While Incremental renewables capacity has the potential to eat into some of the gas market share, analysts think the net effect is a y/y gas upside. Hot weather brings additional upside, and the company’s base case is for summer power generation to average a soft +0.8 Bcf/d y/y, but “we think a revision higher is likely given what has been observed thus far this May.”

Indeed, NatGasWeather forecasters said most of the country will be warmer than normal into early June. Based on the latest data, “we don’t see upcoming storage builds being much larger than five-year averages, essentially stalling deficits and not reducing them much further over the next three to four weeks.”

While mostly comfortable weather will linger across the northern United States with highs of upper 60s to 80s, the southern states should remain warm to hot with highs of 80s to lower 90s, locally 100s over the Southwest, NatGasWeather said.

“Essentially, even with record production, builds still aren’t going to be able to reduce deficits as much as the markets probably were expecting a few months ago. This really flips the script in our opinion, where now the onus is on production reducing deficits instead of weather patterns increasing them,” the forecaster said.

To be sure, Houston-based Mobius Risk Group on Thursday said the EIA reference period of May 12-18 has shown indications of warm weather and stronger power demand as market expectations for the next EIA storage report show the inventory change tumbling from +100 Bcf to +90 Bcf in the past three days.

Weather patterns may again become critical in a couple weeks, NatGasWeather said, where early June temperatures need to show highs of 90s rapidly gaining ground over the South and East to highlight the threat that a hotter than normal summer is real.

Mobius analysts said it is worth noting that “the past six and a half months have posted a degree total (heating and cooling) within 1% of normal, and dry gas production growth of more than 4 Bcf/d, and yet the year/year storage deficit has still widened by approximately 600 Bcf.” With 25 weeks left in the traditional injection season, it would require an average deficit reduction of 33 Bcf per week, analysts said.

TransCanada Mainline Points Surge

Taking a closer look at regional markets, most pricing locations followed the Nymex closely, with increases of 5 cents or so through the summer months and then smaller gains further out the curve. Points along the TransCanada Mainline, meanwhile, posted much stronger gains as hot weather and seasonal maintenance events created some volatility for some of those price points.

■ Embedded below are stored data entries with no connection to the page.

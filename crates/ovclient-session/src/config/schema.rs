use std::fmt;
use std::time::Duration;

use serde::Deserialize;
use ovclient_core::error::{OvError, Result};

#[derive(Debug, Deserialize)]
#[serde(deny_unknown_fields)]
pub struct ClientConfig {
    pub version: u32,

    #[serde(default)]
    pub client: ClientSection,

    #[serde(default)]
    pub endpoints: Vec<EndpointConfig>,
}

impl ClientConfig {
    pub fn validate(&self) -> Result<()> {
        if self.version != 1 {
            return Err(OvError::UnsupportedVersion);
        }
        if self.endpoints.is_empty() {
            return Err(OvError::BadConfig("endpoints must not be empty".into()));
        }

        self.client.validate()?;

        for (i, ep) in self.endpoints.iter().enumerate() {
            if self.endpoints[..i].iter().any(|e| e.feature == ep.feature) {
                return Err(OvError::BadConfig(format!(
                    "endpoint feature {} configured twice",
                    ep.feature.as_str()
                )));
            }
            ep.validate()?;
        }

        Ok(())
    }

    pub fn endpoint(&self, feature: Feature) -> Option<&EndpointConfig> {
        self.endpoints.iter().find(|e| e.feature == feature)
    }
}

#[derive(Debug, Deserialize)]
#[serde(deny_unknown_fields)]
pub struct ClientSection {
    /// Prefix of every transport name in the logs.
    #[serde(default = "default_name")]
    pub name: String,

    #[serde(default)]
    pub debug: bool,

    #[serde(default = "default_request_timeout_ms")]
    pub request_timeout_ms: u64,

    /// Keep the historic `output` -> `none` selector mapping.
    #[serde(default = "default_direction_fallthrough")]
    pub direction_fallthrough: bool,
}

impl Default for ClientSection {
    fn default() -> Self {
        Self {
            name: default_name(),
            debug: false,
            request_timeout_ms: default_request_timeout_ms(),
            direction_fallthrough: default_direction_fallthrough(),
        }
    }
}

impl ClientSection {
    pub fn validate(&self) -> Result<()> {
        if self.name.trim().is_empty() {
            return Err(OvError::BadConfig("client.name must not be empty".into()));
        }
        if !(100..=120000).contains(&self.request_timeout_ms) {
            return Err(OvError::BadConfig(
                "client.request_timeout_ms must be between 100 and 120000".into(),
            ));
        }
        Ok(())
    }

    pub fn request_timeout(&self) -> Duration {
        Duration::from_millis(self.request_timeout_ms)
    }
}

fn default_name() -> String {
    "vocs".into()
}
fn default_request_timeout_ms() -> u64 {
    5000
}
fn default_direction_fallthrough() -> bool {
    true
}

#[derive(Debug, Clone, Copy, PartialEq, Eq, Deserialize)]
#[serde(rename_all = "snake_case")]
pub enum Feature {
    Admin,
    AlsaGateway,
    Recorder,
}

impl Feature {
    pub fn as_str(self) -> &'static str {
        match self {
            Feature::Admin => "admin",
            Feature::AlsaGateway => "alsa_gateway",
            Feature::Recorder => "recorder",
        }
    }
}

#[derive(Debug, Deserialize)]
#[serde(deny_unknown_fields)]
pub struct EndpointConfig {
    pub feature: Feature,
    pub address: String,

    /// Overrides `client.debug`.
    #[serde(default)]
    pub debug: Option<bool>,

    /// Admin only: log in right after connecting.
    #[serde(default)]
    pub login: Option<Credentials>,
}

impl EndpointConfig {
    pub fn validate(&self) -> Result<()> {
        let host = self
            .address
            .strip_prefix("wss://")
            .or_else(|| self.address.strip_prefix("ws://"));
        if host.map_or(true, str::is_empty) {
            return Err(OvError::BadConfig(format!(
                "endpoint {}: address must be a ws:// or wss:// url",
                self.feature.as_str()
            )));
        }
        if self.login.is_some() && self.feature != Feature::Admin {
            return Err(OvError::BadConfig(format!(
                "endpoint {}: login is only valid for admin",
                self.feature.as_str()
            )));
        }
        Ok(())
    }

    pub fn debug(&self, client: &ClientSection) -> bool {
        self.debug.unwrap_or(client.debug)
    }
}

#[derive(Clone, Deserialize)]
#[serde(deny_unknown_fields)]
pub struct Credentials {
    pub user: String,
    pub password: String,
}

impl fmt::Debug for Credentials {
    fn fmt(&self, f: &mut fmt::Formatter<'_>) -> fmt::Result {
        f.debug_struct("Credentials")
            .field("user", &self.user)
            .field("password", &"***")
            .finish()
    }
}
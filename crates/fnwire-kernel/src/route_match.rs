//! Route template placeholder matching.
//!
//! Every `{...}` placeholder in a route template must bind to exactly one
//! route-eligible command field. Placeholders are matched left to right and
//! the resulting parameters keep template order.

use crate::command_type::{CommandField, CommandType};
use crate::definition::RouteParameter;
use crate::error::ResolveError;
use regex::Regex;
use std::sync::OnceLock;

fn placeholder_re() -> &'static Regex {
    static RE: OnceLock<Regex> = OnceLock::new();
    RE.get_or_init(|| Regex::new(r"\{(.*?)\}").expect("placeholder regex must compile"))
}

/// One `{...}` placeholder of a route template.
#[derive(Debug, Clone, PartialEq, Eq)]
pub struct Placeholder<'a> {
    /// The text between the braces.
    pub body: &'a str,
    /// Candidate field name: the first `:` segment without a trailing `?`.
    pub name: &'a str,
    pub optional: bool,
    /// Constraint text after the first `:`, e.g. `int` in `{id:int}`.
    pub constraint: Option<&'a str>,
}

/// Placeholders of a template in left-to-right order.
pub fn placeholders(route: &str) -> Vec<Placeholder<'_>> {
    placeholder_re()
        .captures_iter(route)
        .filter_map(|caps| caps.get(1))
        .map(|body| parse_placeholder(body.as_str()))
        .collect()
}

fn parse_placeholder(body: &str) -> Placeholder<'_> {
    let optional = body.ends_with('?');
    let (head, constraint) = match body.split_once(':') {
        Some((head, rest)) => (head, Some(rest.trim_end_matches('?'))),
        None => (body, None),
    };
    Placeholder {
        body,
        name: head.trim_end_matches('?'),
        optional,
        constraint,
    }
}

/// Fields a route placeholder may bind to.
fn route_eligible_fields(command: &CommandType) -> Vec<&CommandField> {
    command
        .bindable_fields()
        .filter(|field| field.ty.is_route_eligible())
        .collect()
}

/// Case-insensitive match, narrowed to an exact-case match when more than
/// one field qualifies.
fn match_field<'c>(candidates: &[&'c CommandField], name: &str) -> Option<&'c CommandField> {
    let lowered = name.to_lowercase();
    let matching: Vec<&CommandField> = candidates
        .iter()
        .copied()
        .filter(|field| field.name.to_lowercase() == lowered)
        .collect();
    match matching.as_slice() {
        [] => None,
        [single] => Some(*single),
        several => {
            let mut exact = several.iter().filter(|field| field.name == name);
            match (exact.next(), exact.next()) {
                (Some(field), None) => Some(*field),
                _ => None,
            }
        }
    }
}

/// Derives the route parameters of `command` for `route`.
///
/// A missing template yields no parameters.
pub fn match_route_parameters(
    route: Option<&str>,
    command: &CommandType,
) -> Result<Vec<RouteParameter>, ResolveError> {
    let Some(route) = route else {
        return Ok(Vec::new());
    };

    let candidates = route_eligible_fields(command);
    let mut parameters = Vec::new();
    for placeholder in placeholders(route) {
        if placeholder.name.trim().is_empty() {
            return Err(ResolveError::MalformedRoute {
                route: route.to_string(),
                command: command.name.clone(),
            });
        }

        let field = match_field(&candidates, placeholder.name).ok_or_else(|| {
            ResolveError::UnresolvedRouteParameter {
                parameter: placeholder.name.to_string(),
                command: command.name.clone(),
            }
        })?;

        let route_type_name = if placeholder.optional && field.ty.is_bare_value() {
            format!("{}?", field.ty.type_name())
        } else {
            field.ty.type_name()
        };

        tracing::trace!(
            command = %command.name,
            placeholder = placeholder.body,
            field = %field.name,
            route_type = %route_type_name,
            "matched route placeholder"
        );

        parameters.push(RouteParameter {
            name: field.name.clone(),
            field_type: field.ty.clone(),
            is_optional: placeholder.optional,
            is_nullable_type: field.ty.is_nullable(),
            route_name: placeholder.name.to_string(),
            route_type_name,
        });
    }

    Ok(parameters)
}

For example, Emerson June forward prices shot up 26 cents from May 11-17 to reach $2.609 as temperatures in Minnesota during the second week of May soared to more than 10 degrees above normal, reaching a high of 82 Friday in St. Paul. The rest of the Emerson curve posted increases that were much more in line with the Nymex strip, with July climbing 6 cents to $2.425, the balance of summer (July-October) moving up 4 cents to $2.88 and the winter 2018-2019 inching up 2 cents to $2.85, according to Forward Look.

At Niagara, the entire forward curve posted sharp, double-digit increases. June rose 20 cents to $2.559, July was up 22 cents to $2.582, the balance of summer (July-October) was up 22 cents to $2.55 and the winter 2018-2019 was up 31 cents to $2.58.

The solid gains during the May 11-17 period come as hot weather has settled over the region in the past week and as maintenance events around the region are ongoing. For example, data and analytics company Genscape Inc. showed Lower 48 dry gas production down to around 76.4 Bcf/d on Thursday, after reaching close to 80 Bcf/d in recent weeks. The losses were largely concentrated in the Gulf of Mexico and Northeast, the latter of which could be creating some volatility at Niagara.

Meanwhile, there are ongoing restrictions on the Nova Gas Transmission Ltd. system that, despite briefly breaking on Thursday, are expected to continue through at least June and could be lending support to Emerson as the hot weather continued. AccuWeather was calling for temperatures to retreat back to seasonable levels over the weekend, with highs in the 60s and 70s in the forecast for the third week of May.